Trump has never walked along the border and has no idea how it works. It is not a porous barrier; there are multiple checkpoints on the roads and airports nearby. The border is like the Demilitarized Zone between South and North Korea. More than 21,000 US Border Patrol (USBP) agents, heavily armed, provide around-the-clock enforcement. The Rio Grande, a 2,000-mile long river, and a heavy metal fence divide the two nations. Several international bridges give access to people and products flowing north and south.

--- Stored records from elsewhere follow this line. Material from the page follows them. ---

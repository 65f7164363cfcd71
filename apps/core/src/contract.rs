use serde::{Deserialize, Serialize};

use crate::dispatch::Decision;
use crate::model::{Destination, RecentRoute, Rule};

#[derive(Debug, Clone, Serialize, Deserialize, PartialEq, Eq)]
pub struct UrlRequest {
    pub url: String,
}

#[derive(Debug, Clone, Serialize, Deserialize, PartialEq, Eq)]
pub struct RuleIdRequest {
    pub id: String,
}

#[derive(Debug, Clone, Serialize, Deserialize, PartialEq, Eq)]
pub struct MoveRulesRequest {
    pub ids: Vec<String>,
    pub to_position: usize,
}

#[derive(Debug, Clone, Serialize, Deserialize, PartialEq, Eq)]
pub struct SetFallbackRequest {
    pub destination_id: Option<String>,
}

#[derive(Debug, Clone, Serialize, PartialEq, Eq)]
pub struct DecisionResponse {
    pub decision: Decision,
    pub explanation: String,
}

impl From<Decision> for DecisionResponse {
    fn from(decision: Decision) -> Self {
        Self {
            explanation: decision.explain(),
            decision,
        }
    }
}

#[derive(Debug, Clone, Serialize, Deserialize, PartialEq, Eq)]
pub struct DestinationDto {
    pub id: String,
    pub name: String,
    pub path: String,
    pub profiles: Vec<String>,
    pub is_default: bool,
}

impl DestinationDto {
    pub fn new(destination: &Destination, default_id: Option<&str>) -> Self {
        Self {
            id: destination.id.clone(),
            name: destination.name.clone(),
            path: destination.executable_path.to_string_lossy().into_owned(),
            profiles: destination.profiles.iter().map(|p| p.id.clone()).collect(),
            is_default: default_id == Some(destination.id.as_str()),
        }
    }
}

#[derive(Debug, Clone, Serialize, Deserialize, PartialEq, Eq)]
pub struct RecentRouteDto {
    pub url: String,
    pub display_url: String,
    pub destination_name: String,
    pub timestamp: String,
}

impl From<&RecentRoute> for RecentRouteDto {
    fn from(value: &RecentRoute) -> Self {
        Self {
            url: value.url.clone(),
            display_url: value.display_url(),
            destination_name: value.destination_name.clone(),
            timestamp: value.timestamp.to_rfc3339(),
        }
    }
}

#[derive(Debug, Clone, Serialize, Deserialize, PartialEq, Eq)]
#[serde(tag = "kind", content = "payload")]
pub enum RouterRequest {
    Route(UrlRequest),
    Test(UrlRequest),
    ListRules,
    AddRule(Rule),
    UpdateRule(Rule),
    DeleteRule(RuleIdRequest),
    MoveRules(MoveRulesRequest),
    ToggleRouting,
    SetFallback(SetFallbackRequest),
    ListDestinations,
    RecentRoutes,
    ClearRecent,
}

#[derive(Debug, Clone, Serialize, PartialEq, Eq)]
#[serde(tag = "kind", content = "payload")]
pub enum RouterResponse {
    Decision(DecisionResponse),
    Rules(Vec<Rule>),
    Rule(Rule),
    Routing { enabled: bool },
    Destinations(Vec<DestinationDto>),
    RecentRoutes(Vec<RecentRouteDto>),
    Done,
}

The border is a dangerous place
A mix of people from Latin America, traversing Mexico, look for the land of opportunity. Mexico’s southern border with Guatemala, 500 miles long, is the U.S. first line of defense. Some are climate refugees; each family has a unique story. Many die on the way, some hunted down by right-wing U.S. militia groups working with the USBP. Corruption and excessive use of force by USBP is common. A 2012 PBS report “Crossing the Line,” profiled the case of Hernández-Rojas killed while in custody of the USBP.
The price we pay
Trump’s orders restricting immigration, his hateful comments, and the unrest in cities marching for justice and equality, have damaged America’s reputation as a safe, desirable tourist destination.
A 2016 study from the Institute on Taxation & Economic Policy found $12 billion each year paid by undocumented immigrants to state and local taxes. Trump has triggered a culture of cruelty and inequality. Caring deeply for others is the only answer to hate.